■ **Brief**
In the data below, one line contains "return Some(Action::PlaceAt(pos));" and a later one contains "marks_alternate = history.windows(2).enumerate().all(|(i, pair)|". Print both, with every line between them, exactly and alone.

Collected data entries:
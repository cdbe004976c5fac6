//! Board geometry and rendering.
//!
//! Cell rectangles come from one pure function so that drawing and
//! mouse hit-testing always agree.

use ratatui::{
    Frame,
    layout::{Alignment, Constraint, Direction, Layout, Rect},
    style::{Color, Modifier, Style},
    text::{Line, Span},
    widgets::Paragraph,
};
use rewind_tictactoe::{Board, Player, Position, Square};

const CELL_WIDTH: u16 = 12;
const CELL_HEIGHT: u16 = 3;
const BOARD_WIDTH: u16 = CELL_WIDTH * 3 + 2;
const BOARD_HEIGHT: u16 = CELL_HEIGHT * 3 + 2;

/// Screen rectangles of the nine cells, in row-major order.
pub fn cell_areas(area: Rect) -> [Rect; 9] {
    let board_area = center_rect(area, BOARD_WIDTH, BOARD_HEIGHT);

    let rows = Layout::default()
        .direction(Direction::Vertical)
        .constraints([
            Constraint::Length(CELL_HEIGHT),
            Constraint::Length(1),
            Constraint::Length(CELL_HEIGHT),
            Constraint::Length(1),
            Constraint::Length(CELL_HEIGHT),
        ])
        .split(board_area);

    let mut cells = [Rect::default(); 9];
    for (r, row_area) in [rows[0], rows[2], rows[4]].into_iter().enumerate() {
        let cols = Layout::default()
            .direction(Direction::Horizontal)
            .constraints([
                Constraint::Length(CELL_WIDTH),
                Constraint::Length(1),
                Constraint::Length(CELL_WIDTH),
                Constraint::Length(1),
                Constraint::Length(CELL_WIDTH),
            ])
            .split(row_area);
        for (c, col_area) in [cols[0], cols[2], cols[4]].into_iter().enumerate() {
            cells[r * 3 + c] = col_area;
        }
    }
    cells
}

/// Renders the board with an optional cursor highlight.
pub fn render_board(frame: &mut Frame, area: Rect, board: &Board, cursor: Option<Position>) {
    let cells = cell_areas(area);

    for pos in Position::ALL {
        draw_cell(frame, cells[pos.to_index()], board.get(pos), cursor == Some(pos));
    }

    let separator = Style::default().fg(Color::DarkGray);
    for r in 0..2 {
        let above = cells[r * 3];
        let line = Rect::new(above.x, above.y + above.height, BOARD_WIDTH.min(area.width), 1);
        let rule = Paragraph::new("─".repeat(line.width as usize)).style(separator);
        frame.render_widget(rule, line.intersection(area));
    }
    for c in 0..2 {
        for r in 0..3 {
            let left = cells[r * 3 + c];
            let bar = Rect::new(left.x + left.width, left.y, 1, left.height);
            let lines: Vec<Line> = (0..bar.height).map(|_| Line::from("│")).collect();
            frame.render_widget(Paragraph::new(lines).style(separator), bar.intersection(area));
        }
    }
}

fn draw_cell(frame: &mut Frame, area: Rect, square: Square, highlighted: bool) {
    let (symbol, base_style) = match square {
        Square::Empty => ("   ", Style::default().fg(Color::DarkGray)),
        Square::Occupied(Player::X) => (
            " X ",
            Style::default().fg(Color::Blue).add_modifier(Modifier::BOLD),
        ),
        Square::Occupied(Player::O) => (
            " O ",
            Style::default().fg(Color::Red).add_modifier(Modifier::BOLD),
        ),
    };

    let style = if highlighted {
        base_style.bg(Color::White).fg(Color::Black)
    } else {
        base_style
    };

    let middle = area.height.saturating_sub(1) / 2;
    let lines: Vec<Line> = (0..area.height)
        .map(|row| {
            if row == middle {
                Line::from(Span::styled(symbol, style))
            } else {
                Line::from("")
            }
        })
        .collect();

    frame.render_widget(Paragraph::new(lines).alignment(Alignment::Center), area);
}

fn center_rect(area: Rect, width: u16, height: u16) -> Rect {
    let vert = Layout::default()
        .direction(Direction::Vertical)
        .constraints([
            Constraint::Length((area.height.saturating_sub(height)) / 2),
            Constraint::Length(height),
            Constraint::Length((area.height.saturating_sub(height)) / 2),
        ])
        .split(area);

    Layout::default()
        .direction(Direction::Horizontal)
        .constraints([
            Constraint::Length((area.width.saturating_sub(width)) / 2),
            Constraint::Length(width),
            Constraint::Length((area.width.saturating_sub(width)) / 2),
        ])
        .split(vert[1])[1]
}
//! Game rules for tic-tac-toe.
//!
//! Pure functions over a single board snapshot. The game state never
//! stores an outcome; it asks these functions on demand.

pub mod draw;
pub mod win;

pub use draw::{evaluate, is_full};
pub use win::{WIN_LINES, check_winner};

* * *

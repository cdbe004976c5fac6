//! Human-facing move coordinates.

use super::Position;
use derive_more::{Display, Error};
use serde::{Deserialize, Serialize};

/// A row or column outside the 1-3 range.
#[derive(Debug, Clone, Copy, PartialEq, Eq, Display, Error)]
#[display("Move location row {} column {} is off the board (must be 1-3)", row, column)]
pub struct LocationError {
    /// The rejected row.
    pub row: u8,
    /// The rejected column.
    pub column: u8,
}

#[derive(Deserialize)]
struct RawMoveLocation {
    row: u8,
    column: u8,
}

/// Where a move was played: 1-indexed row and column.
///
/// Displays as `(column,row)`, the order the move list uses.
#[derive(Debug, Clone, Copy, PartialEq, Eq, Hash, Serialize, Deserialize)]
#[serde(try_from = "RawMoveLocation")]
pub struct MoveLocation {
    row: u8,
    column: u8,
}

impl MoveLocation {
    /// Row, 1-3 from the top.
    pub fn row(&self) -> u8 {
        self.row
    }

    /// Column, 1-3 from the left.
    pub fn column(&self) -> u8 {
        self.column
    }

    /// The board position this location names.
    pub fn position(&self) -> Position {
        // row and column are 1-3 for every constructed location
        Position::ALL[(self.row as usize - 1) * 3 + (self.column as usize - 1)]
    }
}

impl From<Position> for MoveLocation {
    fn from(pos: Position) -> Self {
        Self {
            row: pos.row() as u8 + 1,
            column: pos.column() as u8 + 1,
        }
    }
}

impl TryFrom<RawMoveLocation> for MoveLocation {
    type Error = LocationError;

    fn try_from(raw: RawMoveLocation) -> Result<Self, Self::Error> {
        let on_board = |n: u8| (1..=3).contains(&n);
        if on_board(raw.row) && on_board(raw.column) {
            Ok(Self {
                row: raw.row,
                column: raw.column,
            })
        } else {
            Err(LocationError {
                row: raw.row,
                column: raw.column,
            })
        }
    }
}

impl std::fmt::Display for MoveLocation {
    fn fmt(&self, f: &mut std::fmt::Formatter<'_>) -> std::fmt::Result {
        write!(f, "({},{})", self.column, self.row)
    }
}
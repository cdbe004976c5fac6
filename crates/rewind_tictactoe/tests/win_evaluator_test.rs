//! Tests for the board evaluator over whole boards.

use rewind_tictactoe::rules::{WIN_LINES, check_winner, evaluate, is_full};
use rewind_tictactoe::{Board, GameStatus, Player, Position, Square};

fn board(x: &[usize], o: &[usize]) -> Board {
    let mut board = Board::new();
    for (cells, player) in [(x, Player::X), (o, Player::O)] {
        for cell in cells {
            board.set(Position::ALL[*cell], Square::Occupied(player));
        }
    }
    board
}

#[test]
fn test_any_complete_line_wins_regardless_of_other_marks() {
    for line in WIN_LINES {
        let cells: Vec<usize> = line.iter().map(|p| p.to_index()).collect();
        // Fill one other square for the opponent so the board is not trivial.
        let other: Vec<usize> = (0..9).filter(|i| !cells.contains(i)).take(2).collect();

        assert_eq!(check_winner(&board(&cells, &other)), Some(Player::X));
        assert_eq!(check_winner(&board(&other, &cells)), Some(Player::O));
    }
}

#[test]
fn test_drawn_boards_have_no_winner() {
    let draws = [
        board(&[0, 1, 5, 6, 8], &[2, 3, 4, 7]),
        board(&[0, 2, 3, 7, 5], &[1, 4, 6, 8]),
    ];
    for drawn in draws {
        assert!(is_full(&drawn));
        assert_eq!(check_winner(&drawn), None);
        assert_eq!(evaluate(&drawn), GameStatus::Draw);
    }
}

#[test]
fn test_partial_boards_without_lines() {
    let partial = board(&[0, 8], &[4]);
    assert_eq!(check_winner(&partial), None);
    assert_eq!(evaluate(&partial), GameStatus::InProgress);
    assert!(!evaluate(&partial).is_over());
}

---

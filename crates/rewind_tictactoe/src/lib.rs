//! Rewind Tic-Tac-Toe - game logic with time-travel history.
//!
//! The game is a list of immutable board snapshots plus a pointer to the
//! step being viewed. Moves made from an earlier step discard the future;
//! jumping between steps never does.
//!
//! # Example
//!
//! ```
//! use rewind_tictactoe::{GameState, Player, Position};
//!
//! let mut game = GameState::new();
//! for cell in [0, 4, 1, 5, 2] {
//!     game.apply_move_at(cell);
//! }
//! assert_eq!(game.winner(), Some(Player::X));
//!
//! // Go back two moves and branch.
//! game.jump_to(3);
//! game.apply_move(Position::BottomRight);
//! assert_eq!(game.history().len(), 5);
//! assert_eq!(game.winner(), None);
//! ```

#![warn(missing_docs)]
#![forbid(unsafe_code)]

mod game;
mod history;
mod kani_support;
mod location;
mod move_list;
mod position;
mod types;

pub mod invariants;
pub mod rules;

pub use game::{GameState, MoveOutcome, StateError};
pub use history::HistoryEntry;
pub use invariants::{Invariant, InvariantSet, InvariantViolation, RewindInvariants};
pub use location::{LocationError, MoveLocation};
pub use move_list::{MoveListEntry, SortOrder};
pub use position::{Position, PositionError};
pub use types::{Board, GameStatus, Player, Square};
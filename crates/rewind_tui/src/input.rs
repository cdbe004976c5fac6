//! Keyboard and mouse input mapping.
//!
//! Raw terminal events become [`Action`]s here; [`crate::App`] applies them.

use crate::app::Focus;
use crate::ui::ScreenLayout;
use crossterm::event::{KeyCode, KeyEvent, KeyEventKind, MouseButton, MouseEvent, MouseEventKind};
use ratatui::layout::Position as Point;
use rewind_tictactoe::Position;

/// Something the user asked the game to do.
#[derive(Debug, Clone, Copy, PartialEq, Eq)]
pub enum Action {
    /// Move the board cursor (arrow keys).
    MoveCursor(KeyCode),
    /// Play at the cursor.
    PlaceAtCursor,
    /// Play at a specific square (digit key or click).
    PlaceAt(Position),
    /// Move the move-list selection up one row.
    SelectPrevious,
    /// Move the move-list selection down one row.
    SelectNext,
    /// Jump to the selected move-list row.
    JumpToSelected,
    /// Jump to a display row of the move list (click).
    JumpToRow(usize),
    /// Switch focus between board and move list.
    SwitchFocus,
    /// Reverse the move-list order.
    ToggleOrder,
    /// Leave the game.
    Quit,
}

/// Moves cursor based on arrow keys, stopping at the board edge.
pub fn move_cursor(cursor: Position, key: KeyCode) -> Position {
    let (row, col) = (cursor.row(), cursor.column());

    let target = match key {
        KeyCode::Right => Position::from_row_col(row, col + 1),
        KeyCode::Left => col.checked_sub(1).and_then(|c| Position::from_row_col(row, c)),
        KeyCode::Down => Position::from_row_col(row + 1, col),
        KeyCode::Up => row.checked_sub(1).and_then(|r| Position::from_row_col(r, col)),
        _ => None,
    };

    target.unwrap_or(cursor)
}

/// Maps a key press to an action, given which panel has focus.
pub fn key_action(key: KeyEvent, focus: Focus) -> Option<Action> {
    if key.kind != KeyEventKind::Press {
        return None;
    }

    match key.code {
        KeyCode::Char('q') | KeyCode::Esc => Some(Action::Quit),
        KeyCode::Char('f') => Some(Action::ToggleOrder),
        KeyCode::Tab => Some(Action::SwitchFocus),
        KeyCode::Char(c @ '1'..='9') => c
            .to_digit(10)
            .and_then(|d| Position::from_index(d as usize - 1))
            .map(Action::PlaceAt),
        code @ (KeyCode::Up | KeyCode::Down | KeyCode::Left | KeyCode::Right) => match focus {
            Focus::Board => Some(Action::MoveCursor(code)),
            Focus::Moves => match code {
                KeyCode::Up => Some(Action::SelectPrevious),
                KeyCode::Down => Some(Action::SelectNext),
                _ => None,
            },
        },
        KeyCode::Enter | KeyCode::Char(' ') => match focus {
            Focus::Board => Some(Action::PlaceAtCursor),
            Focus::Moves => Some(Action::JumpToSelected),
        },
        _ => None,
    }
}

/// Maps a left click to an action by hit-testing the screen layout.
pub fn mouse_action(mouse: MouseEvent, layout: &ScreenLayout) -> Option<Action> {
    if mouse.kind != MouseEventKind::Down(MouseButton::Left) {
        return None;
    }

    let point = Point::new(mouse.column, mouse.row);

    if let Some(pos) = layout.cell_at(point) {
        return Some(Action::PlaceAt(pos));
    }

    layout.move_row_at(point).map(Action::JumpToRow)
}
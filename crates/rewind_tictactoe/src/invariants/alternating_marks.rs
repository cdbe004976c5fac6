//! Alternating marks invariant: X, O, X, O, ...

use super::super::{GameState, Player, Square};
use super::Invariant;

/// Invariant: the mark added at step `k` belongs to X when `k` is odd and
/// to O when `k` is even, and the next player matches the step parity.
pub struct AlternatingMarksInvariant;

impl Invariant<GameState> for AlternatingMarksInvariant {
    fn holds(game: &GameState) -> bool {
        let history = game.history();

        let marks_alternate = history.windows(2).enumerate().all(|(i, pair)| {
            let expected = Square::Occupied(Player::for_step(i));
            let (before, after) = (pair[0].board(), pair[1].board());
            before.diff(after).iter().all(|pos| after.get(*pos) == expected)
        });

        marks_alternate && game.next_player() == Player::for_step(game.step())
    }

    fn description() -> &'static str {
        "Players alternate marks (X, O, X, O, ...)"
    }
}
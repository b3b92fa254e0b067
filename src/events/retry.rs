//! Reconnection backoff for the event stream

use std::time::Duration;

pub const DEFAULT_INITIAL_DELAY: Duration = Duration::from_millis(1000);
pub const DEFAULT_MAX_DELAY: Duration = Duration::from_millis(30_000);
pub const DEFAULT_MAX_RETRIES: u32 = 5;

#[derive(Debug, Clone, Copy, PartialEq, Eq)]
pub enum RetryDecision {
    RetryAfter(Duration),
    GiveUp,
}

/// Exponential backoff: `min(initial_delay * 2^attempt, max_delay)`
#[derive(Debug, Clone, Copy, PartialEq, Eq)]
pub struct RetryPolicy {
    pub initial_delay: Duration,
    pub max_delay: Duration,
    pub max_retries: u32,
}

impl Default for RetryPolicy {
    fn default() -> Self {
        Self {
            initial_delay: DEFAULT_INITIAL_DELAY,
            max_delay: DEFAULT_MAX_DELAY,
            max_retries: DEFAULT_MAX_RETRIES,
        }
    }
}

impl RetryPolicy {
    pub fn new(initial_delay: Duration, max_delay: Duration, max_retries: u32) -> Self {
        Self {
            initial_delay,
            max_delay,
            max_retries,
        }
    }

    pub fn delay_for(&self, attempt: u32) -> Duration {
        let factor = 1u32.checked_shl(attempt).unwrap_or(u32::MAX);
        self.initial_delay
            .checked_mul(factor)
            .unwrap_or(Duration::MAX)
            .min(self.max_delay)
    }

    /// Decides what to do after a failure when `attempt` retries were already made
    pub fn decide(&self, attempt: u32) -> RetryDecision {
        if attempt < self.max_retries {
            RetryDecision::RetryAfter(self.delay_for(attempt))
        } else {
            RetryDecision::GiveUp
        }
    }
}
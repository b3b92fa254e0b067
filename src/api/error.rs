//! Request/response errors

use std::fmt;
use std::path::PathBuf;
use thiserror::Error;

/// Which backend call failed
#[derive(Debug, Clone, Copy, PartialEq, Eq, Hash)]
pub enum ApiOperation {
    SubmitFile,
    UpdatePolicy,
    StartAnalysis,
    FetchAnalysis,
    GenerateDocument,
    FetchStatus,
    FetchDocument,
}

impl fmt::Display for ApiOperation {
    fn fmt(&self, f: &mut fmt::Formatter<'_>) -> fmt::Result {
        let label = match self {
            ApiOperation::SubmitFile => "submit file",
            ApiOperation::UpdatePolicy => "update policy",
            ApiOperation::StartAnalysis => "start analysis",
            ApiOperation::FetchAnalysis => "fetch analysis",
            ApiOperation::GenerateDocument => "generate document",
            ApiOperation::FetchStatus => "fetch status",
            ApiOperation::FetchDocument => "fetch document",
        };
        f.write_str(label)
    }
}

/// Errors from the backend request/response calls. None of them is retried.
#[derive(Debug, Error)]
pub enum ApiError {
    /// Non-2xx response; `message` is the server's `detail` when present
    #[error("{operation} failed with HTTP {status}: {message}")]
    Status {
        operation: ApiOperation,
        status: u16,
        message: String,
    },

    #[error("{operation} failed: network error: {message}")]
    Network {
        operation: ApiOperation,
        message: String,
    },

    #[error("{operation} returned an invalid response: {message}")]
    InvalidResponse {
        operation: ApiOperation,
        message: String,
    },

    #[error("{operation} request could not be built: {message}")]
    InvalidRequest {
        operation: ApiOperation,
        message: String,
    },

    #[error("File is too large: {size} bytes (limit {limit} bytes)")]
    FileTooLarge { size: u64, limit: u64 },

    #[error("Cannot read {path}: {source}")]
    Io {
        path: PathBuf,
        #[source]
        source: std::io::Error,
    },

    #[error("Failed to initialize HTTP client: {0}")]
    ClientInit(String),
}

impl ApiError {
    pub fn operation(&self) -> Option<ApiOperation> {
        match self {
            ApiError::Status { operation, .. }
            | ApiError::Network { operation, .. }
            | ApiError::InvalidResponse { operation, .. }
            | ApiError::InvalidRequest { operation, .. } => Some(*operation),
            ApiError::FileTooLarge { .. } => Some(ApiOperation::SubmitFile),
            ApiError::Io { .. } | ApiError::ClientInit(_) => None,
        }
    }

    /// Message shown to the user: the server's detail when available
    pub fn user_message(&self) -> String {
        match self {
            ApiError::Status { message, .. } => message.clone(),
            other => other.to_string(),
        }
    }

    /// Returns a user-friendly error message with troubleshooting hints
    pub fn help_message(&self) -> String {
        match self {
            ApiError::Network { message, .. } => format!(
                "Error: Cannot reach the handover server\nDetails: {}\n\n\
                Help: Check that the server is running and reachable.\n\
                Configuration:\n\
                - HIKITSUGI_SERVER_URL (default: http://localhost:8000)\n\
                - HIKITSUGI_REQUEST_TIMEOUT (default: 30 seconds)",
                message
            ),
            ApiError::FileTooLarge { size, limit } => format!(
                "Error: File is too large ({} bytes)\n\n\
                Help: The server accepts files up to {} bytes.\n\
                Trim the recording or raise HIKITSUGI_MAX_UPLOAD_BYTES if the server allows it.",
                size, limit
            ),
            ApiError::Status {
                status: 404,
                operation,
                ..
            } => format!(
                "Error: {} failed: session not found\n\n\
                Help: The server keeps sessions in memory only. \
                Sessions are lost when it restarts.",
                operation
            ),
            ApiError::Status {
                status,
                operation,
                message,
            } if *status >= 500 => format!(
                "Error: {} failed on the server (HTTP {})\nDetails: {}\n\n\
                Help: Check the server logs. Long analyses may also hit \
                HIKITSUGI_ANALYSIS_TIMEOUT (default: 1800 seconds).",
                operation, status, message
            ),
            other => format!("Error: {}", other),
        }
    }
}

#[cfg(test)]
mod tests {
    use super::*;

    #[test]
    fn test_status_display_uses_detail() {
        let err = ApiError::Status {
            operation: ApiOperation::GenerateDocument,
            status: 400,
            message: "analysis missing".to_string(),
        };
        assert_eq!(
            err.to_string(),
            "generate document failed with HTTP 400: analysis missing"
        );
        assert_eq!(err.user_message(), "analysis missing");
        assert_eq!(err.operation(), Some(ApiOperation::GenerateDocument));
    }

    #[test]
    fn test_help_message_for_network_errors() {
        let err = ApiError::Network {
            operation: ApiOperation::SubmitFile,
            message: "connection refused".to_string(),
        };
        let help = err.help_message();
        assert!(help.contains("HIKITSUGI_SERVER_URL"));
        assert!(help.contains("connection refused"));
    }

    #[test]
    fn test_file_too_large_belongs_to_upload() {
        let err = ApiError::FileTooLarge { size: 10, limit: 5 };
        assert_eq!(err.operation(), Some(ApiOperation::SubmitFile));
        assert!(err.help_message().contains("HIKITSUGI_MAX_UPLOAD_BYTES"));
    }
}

■ **Answer for the task**
        return Some(Action::PlaceAt(pos));
    }

    layout.move_row_at(point).map(Action::JumpToRow)
}
filename crates/rewind_tictactoe/src/invariants/alternating_marks.rs
repository cdbe004976c5fac6
//! Alternating marks invariant: X, O, X, O, ...

use super::super::{GameState, Player, Square};
use super::Invariant;

/// Invariant: the mark added at step `k` belongs to X when `k` is odd and
/// to O when `k` is even, and the next player matches the step parity.
pub struct AlternatingMarksInvariant;

impl Invariant<GameState> for AlternatingMarksInvariant {
    fn holds(game: &GameState) -> bool {
        let history = game.history();

        let marks_alternate = history.windows(2).enumerate().all(|(i, pair)| {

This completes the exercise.